Brøderbund founder Doug Carlston has given ICHEG nearly 1,500 copies of Brøderbund’s software (in pristine condition), representing virtually every product the company released, and an extensive archive of business records that document the growth of both the company and the personal computer software industry.
I remember my first exposure to Brøderbund like it was yesterday. I went to my cousin’s house for a confirmation party, and a group of us crowded around his Apple IIe to watch a friend play Choplifter!, a smooth-scrolling, hostage-rescue game that instantly captivated me. Like millions of other users, I later fell in-love with other titles the company published or distributed like Where in the World is Carmen Sandiego?, Lode Runner, SimCity, Prince of Persia, and Myst.
At the time, my cousin’s computer was a relative rarity, as 30 years ago fewer than 10% of Americans owned a computer. Personal computers were expensive and many consumers didn’t know what to use them for anyway. Software companies had to invent products that made computers desirable tools of everyday life. Brøderbund led the way with a broad range of products that defined the home computer as a must-have purchase.
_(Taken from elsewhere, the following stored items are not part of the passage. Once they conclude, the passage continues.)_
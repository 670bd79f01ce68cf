//! Wallet registry: labeled wallet records with cached balances, persisted
//! as one document in the key-value store.

pub mod error;
pub mod registry;
pub mod types;

pub use {
    error::{Error, Result},
    registry::WalletRegistry,
    types::{Wallet, WalletCreate, WalletKind},
};
//! Router assembly and server startup.

use std::{sync::Arc, time::Duration};

use {
    axum::{Router, response::Json, routing::get},
    serde_json::json,
    tower_http::cors::{Any, CorsLayer},
    tracing::info,
};

use {
    emberdash_burn::service::{BurnService, SystemClock},
    emberdash_config::{EmberdashConfig, data_dir},
    emberdash_expenses::ExpenseBook,
    emberdash_prices::{CachedPrices, PriceClient},
    emberdash_store::{FileKvStore, KvStore},
    emberdash_wallets::WalletRegistry,
};

use crate::{
    expense_routes, price_routes, schedule_routes,
    signer::SignerBurnInvoker,
    state::AppState,
    wallet_lookup::RegistryWalletLookup,
    wallet_routes,
};

/// Build the router (shared between production startup and tests).
pub fn build_app(state: AppState) -> Router {
    let cors = CorsLayer::new()
        .allow_origin(Any)
        .allow_methods(Any)
        .allow_headers(Any);

    Router::new()
        .route("/health", get(health_handler))
        .nest("/api/schedule", schedule_routes::router())
        .nest("/api/wallets", wallet_routes::router())
        .nest("/api/expenses", expense_routes::router())
        .nest("/api/prices", price_routes::router())
        .layer(cors)
        .with_state(state)
}

/// Wire stores, registries, and the burn scheduler from config.
pub fn build_state(config: &EmberdashConfig) -> AppState {
    let kv: Arc<dyn KvStore> = Arc::new(FileKvStore::new(data_dir(config)));
    build_state_with_store(config, kv)
}

/// Same wiring over an explicit store (tests use the in-memory one).
pub fn build_state_with_store(config: &EmberdashConfig, kv: Arc<dyn KvStore>) -> AppState {
    let http = reqwest::Client::new();

    let wallets = Arc::new(WalletRegistry::new(Arc::clone(&kv)));
    let expenses = Arc::new(ExpenseBook::new(Arc::clone(&kv)));
    let prices = Arc::new(CachedPrices::new(
        PriceClient::new(http.clone(), config.prices.base_url.clone()),
        Duration::from_secs(config.prices.cache_ttl_secs),
    ));

    let invoker = Arc::new(SignerBurnInvoker::new(
        http,
        config.signer.url.clone(),
        config.signer.resonant_369,
    ));
    let lookup = Arc::new(RegistryWalletLookup::new(Arc::clone(&wallets)));
    let burn = BurnService::with_options(
        kv,
        lookup,
        invoker,
        Arc::new(SystemClock),
        config.schedule.invoke_timeout_secs.map(Duration::from_secs),
    );

    AppState {
        burn,
        wallets,
        expenses,
        prices,
    }
}

/// Start the burn poller and serve the API until shutdown.
pub async fn start_server(config: EmberdashConfig) -> anyhow::Result<()> {
    let state = build_state(&config);
    state.burn.start().await?;

    let addr = format!("{}:{}", config.server.bind, config.server.port);
    let app = build_app(state.clone());
    let listener = tokio::net::TcpListener::bind(&addr).await?;
    info!(%addr, "gateway listening");

    axum::serve(listener, app).await?;

    state.burn.stop().await;
    Ok(())
}

async fn health_handler() -> Json<serde_json::Value> {
    Json(json!({ "status": "ok" }))
}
In 1980 Doug Carlston quit his corporate law practice and formed Brøderbund with his brother Gary. Their sister Cathy soon joined them. The Carlstons sought to follow sound business principles, produce good products, and have fun along the way. The company’s first personnel manual—all of one page—stated their belief that Brøderbund was “not just a business, … [but] an attempt to build an emotionally and financially satisfying way of spending our daylight hours.”
Prior to starting the company, Doug had created a computer game, Galactic Empire, for the Tandy TRS-80. So, initially they concentrated on producing additional games for the TRS-80. Soon, however, Brøderbund expanded into the Apple market and secured major sales from a partnership with the Japanese software manufacturer Starcraft. Ultimately Brøderbund diversified its line of products to include productivity software, and by 1984 the company’s productivity tools, like the word processing program Bank Street Writer and creativity software such as Print Shop, had become its leading sellers.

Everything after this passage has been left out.